Their physical location is definitely not a museum-like collection of dusty antiques on shelves; Stewart and Handy have organized the space in a way that brings the pieces to life.

“An important way that we’re different from a museum is that we’re able to contextualize things in a different way,” Handy said. “We create these vignettes ... a kitchen vignette made out of, you know, a GE 1960 (stove) and some hot combs and some clips and Jet magazines.”

These vignettes help create a narrative that ties together the vintage pieces, encouraging visitors to think about the role these items once played in people’s lives at the time and in the wider culture.

“Black artifacts ... tell a story,” said Shantrelle Lewis, a longtime customer of BLK MKT Vintage. “They say that we were here, we lived here, our lives were important. We were names. We were a culture. We were a family.”

That rings true for another loyal customer, photographer Adrian Walker. He appreciates that Stewart and Handy collect vintage photographs of ordinary Black families, which he says are hard to come by in many antique stores.

“When I go out and try to source things myself, I don’t see Black people,” he said. “You know, you see a lot of white individuals, like white families.”

BLK MKT Vintage provides a space for Black people to see items from their own history presented as valuable and worth preserving.

Stewart and Handy say that all too often, Black cultural artifacts end up being thrown away because the gatekeepers of the antique world are often non-Black people who might not understand the significance of certain pieces.

“A really good way to encapsulate that in one object would be a hot comb,” Stewart says, referring to a kind of metal comb that was heated in the oven or on the stove and used to straighten hair.

People unfamiliar with them might think “that these hot combs are just a piece of brass and may just be trashed,” Stewart said. “But to us, you know, seeing this hot comb and the conversations that you're able to have around it, that familial, that communal value … I see it and I say, ‘Wow … I have an emotional connection to this.’ And so then I imbue value into it.”

That sentiment is echoed by one of their celebrity customers and supporters, actress and screenwriter Lena Waithe.
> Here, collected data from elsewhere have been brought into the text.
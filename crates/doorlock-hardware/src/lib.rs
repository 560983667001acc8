//! Hardware abstraction layer for the door-lock controller.
//!
//! This crate defines the peripherals the controller talks to as small
//! synchronous traits, along with mock implementations used by the tests and
//! the desktop simulator.
//!
//! # Design
//!
//! - **Poll-driven**: the controller runs a cooperative loop and calls each
//!   device once per tick, so no method waits for input. Keys and serial
//!   lines are polled, sensors are sampled.
//! - **Object-safe**: every trait can be used as `Box<dyn Trait>`, which is
//!   how [`Peripherals`] holds them.
//! - **Error-aware**: actuators and links return [`Result<T>`][error::Result];
//!   sensors report absence of data as a value (for example
//!   [`DistanceReading::NoEcho`](doorlock_core::DistanceReading::NoEcho)).
//!
//! # Devices
//!
//! | Trait | Hardware | Mock |
//! |-------|----------|------|
//! | [`KeypadDevice`] | 4x4 matrix keypad | [`MockKeypad`](mock::MockKeypad) |
//! | [`RangeFinderDevice`] | ultrasonic sensor | [`MockRangeFinder`](mock::MockRangeFinder) |
//! | [`DoorSensorDevice`] | magnetic contact | [`MockDoorSensor`](mock::MockDoorSensor) |
//! | [`LockDevice`] | relay or servo | [`MockLock`](mock::MockLock) |
//! | [`DisplayDevice`] | 16x2 LCD | [`MockLcd`](mock::MockLcd) |
//! | [`SerialDevice`] | UART to the host | [`MockSerial`](mock::MockSerial) |
//!
//! # Examples
//!
//! ```
//! use doorlock_hardware::Peripherals;
//!
//! let (mut peripherals, handles) = Peripherals::mock();
//! handles.keypad.press('1').unwrap();
//!
//! assert_eq!(peripherals.keypad.poll_key().map(|e| e.key()), Some('1'));
//! ```

pub mod error;
pub mod lcd;
pub mod mock;
pub mod peripherals;
pub mod traits;
pub mod types;

// Re-export commonly used types for convenience
pub use error::{HardwareError, Result};
pub use peripherals::{MockPeripherals, Peripherals};
pub use traits::{
    DisplayDevice, DoorSensorDevice, KeypadDevice, LockDevice, RangeFinderDevice, SerialDevice,
};
pub use types::{ActuatorCommand, KeyEvent};
//! Core constants for the door lock controller.
//!
//! Defaults for every tunable in [`ControllerConfig`](crate::ControllerConfig)
//! live here, together with the fixed text shown on the LCD. The values were
//! taken from the deployed lock units and match their observed behaviour.
//!
//! # Keypad Layout
//!
//! The controller is built for a 4x4 membrane keypad:
//!
//! ```text
//! 1 2 3 A
//! 4 5 6 B
//! 7 8 9 C
//! * 0 # D
//! ```
//!
//! `*` resets the entry, `#` submits the current stage and `D` requests a
//! forced open. `A`, `B` and `C` are unassigned and ignored.
//!
//! # Usage
//!
//! ```
//! use doorlock_core::constants::*;
//!
//! assert_eq!(DEFAULT_CODE_LEN, 4);
//! assert!(DEFAULT_CLEAR_PATH_THRESHOLD_CM < DEFAULT_OBSTRUCTION_RANGE_CM);
//! ```

// ============================================================================
// Entry Limits
// ============================================================================

/// Maximum number of digits accepted for an identifier.
///
/// Digits pressed once the identifier is full are dropped silently.
///
/// # Value: 8 digits
pub const DEFAULT_MAX_ID_LEN: usize = 8;

/// Exact number of digits a passcode must have to be submitted.
///
/// # Value: 4 digits
pub const DEFAULT_CODE_LEN: usize = 4;

// ============================================================================
// Reserved Keys
// ============================================================================

/// Key that clears the entry and returns to the identifier prompt.
pub const DEFAULT_RESET_KEY: char = '*';

/// Key that completes the current entry stage.
pub const DEFAULT_SUBMIT_KEY: char = '#';

/// Key that requests a forced open, gated by the clear-path check.
pub const DEFAULT_FORCE_OPEN_KEY: char = 'D';

// ============================================================================
// Rangefinder Thresholds
// ============================================================================

/// Minimum distance (centimeters) treated as a clear path for a forced open.
///
/// A reading at or beyond this distance, or no echo at all, allows the
/// override to unlock.
///
/// # Value: 26 cm
pub const DEFAULT_CLEAR_PATH_THRESHOLD_CM: f32 = 26.0;

/// Distance (centimeters) below which an object counts as an obstruction
/// for telemetry purposes.
///
/// # Value: 30 cm
pub const DEFAULT_OBSTRUCTION_RANGE_CM: f32 = 30.0;

// ============================================================================
// Timing
// ============================================================================

/// Minimum gap between two obstruction alerts (milliseconds).
///
/// # Value: 500 ms
pub const DEFAULT_COOLDOWN_MS: u64 = 500;

/// How long a transient message stays on the LCD (milliseconds).
///
/// # Value: 800 ms
pub const DEFAULT_MESSAGE_DURATION_MS: u64 = 800;

/// Default relock grace period when relocking is enabled (milliseconds).
///
/// # Value: 5000 ms
pub const DEFAULT_RELOCK_GRACE_MS: u64 = 5_000;

// ============================================================================
// Display
// ============================================================================

/// Number of lines on the character LCD.
pub const LCD_LINES: usize = 2;

/// Number of characters per LCD line.
pub const LCD_COLUMNS: usize = 16;

/// Prompt shown while capturing the identifier.
pub const PROMPT_ENTER_ID: &str = "Enter ID:";

/// Prompt shown while capturing the passcode.
pub const PROMPT_ENTER_CODE: &str = "Enter Code:";

// ============================================================================
// Transient Messages
// ============================================================================

/// Shown when `#` is pressed with an empty identifier.
pub const MSG_ENTER_ID_FIRST: &str = "Enter ID first";

/// Shown after a verification request has been sent.
pub const MSG_CHECKING: &str = "Checking...";

/// Shown when a passcode is submitted with the wrong length.
pub const MSG_INCOMPLETE: &str = "Incomplete";

/// Shown when a forced open unlocks the door.
pub const MSG_FORCE_OPEN: &str = "Force Open";

/// Shown when a forced open is refused because the path is blocked.
pub const MSG_OBJECT_DETECTED: &str = "Object Detected";

/// Shown when the host accepts the submitted credentials.
pub const MSG_ACCESS_GRANTED: &str = "Access Granted";

/// Shown when the host rejects the submitted passcode.
pub const MSG_WRONG_CODE: &str = "Wrong Code";

/// Shown when the host has no record for the submitted identifier.
pub const MSG_UNKNOWN_ID: &str = "Unknown ID";

/// Shown when the host failed to evaluate the request.
pub const MSG_HOST_ERROR: &str = "Host Error";
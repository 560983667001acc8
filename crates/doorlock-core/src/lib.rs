pub mod config;
pub mod constants;
pub mod error;
pub mod types;

pub use config::{ControllerConfig, KeyMap, Protocol, RelockPolicy};
pub use error::{Error, Result};
pub use types::*;

/// Version info
pub const VERSION: &str = env!("CARGO_PKG_VERSION");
She found out about BLK MKT Vintage through friends and she’s now a regular patron herself, with an eye for vintage T-shirts and LGBTQ ephemera.

“The beautiful thing about what they’re doing … they are saying about our magazines, old books, old T-shirts, our tchotchkes, our buttons, that they are worthy of being kept,” Waithe said.

Waithe isn’t the only celebrity fan of BLK MKT’s vintage gear; actress Issa Rae often wears vintage T-shirts sourced by Stewart and Handy in HBO’s “Insecure.”

“Y’all know we’re all about finding ways to insert black vintage into contemporary cultural projects,” read an Instagram post from BLK MKT Vintage after one of their shirts appeared in an episode last year.

Handy and Stewart enjoyed an enormous outpouring of support when they moved into their Brooklyn space in November 2019. Little did they know that the COVID-19 pandemic would hit soon after they opened, forcing them, like so many business owners, to rethink their strategy.

“We were open for about four months before closing for COVID,” Stewart said. “We were adjusting to a new schedule, to new financial obligations.”

They were able to transition back to online sales, fulfilling orders out of their home.

“I'm so grateful that we already had an online community, that we already had the infrastructure … so we could just easily pivot,” Stewart said.

That’s not to say things have been easy over the past year, and Stewart says they still feel they are “still very much so in this really strange, odd, traumatic place.”

However, Handy says that by redirecting their focus to online sales for the time being, they have “been able to adapt and overcome” even as their physical location remains closed.

Whether they are working online or in person, Handy and Stewart remain committed to their mission to curate valuable pieces of Black history — and to honor the people and culture these items represent.

“The legacy that I desire for BLK MKT Vintage would be one that shows that we belong,” Handy said. “We belong, we’ve always belonged, and that we’ve always been here.”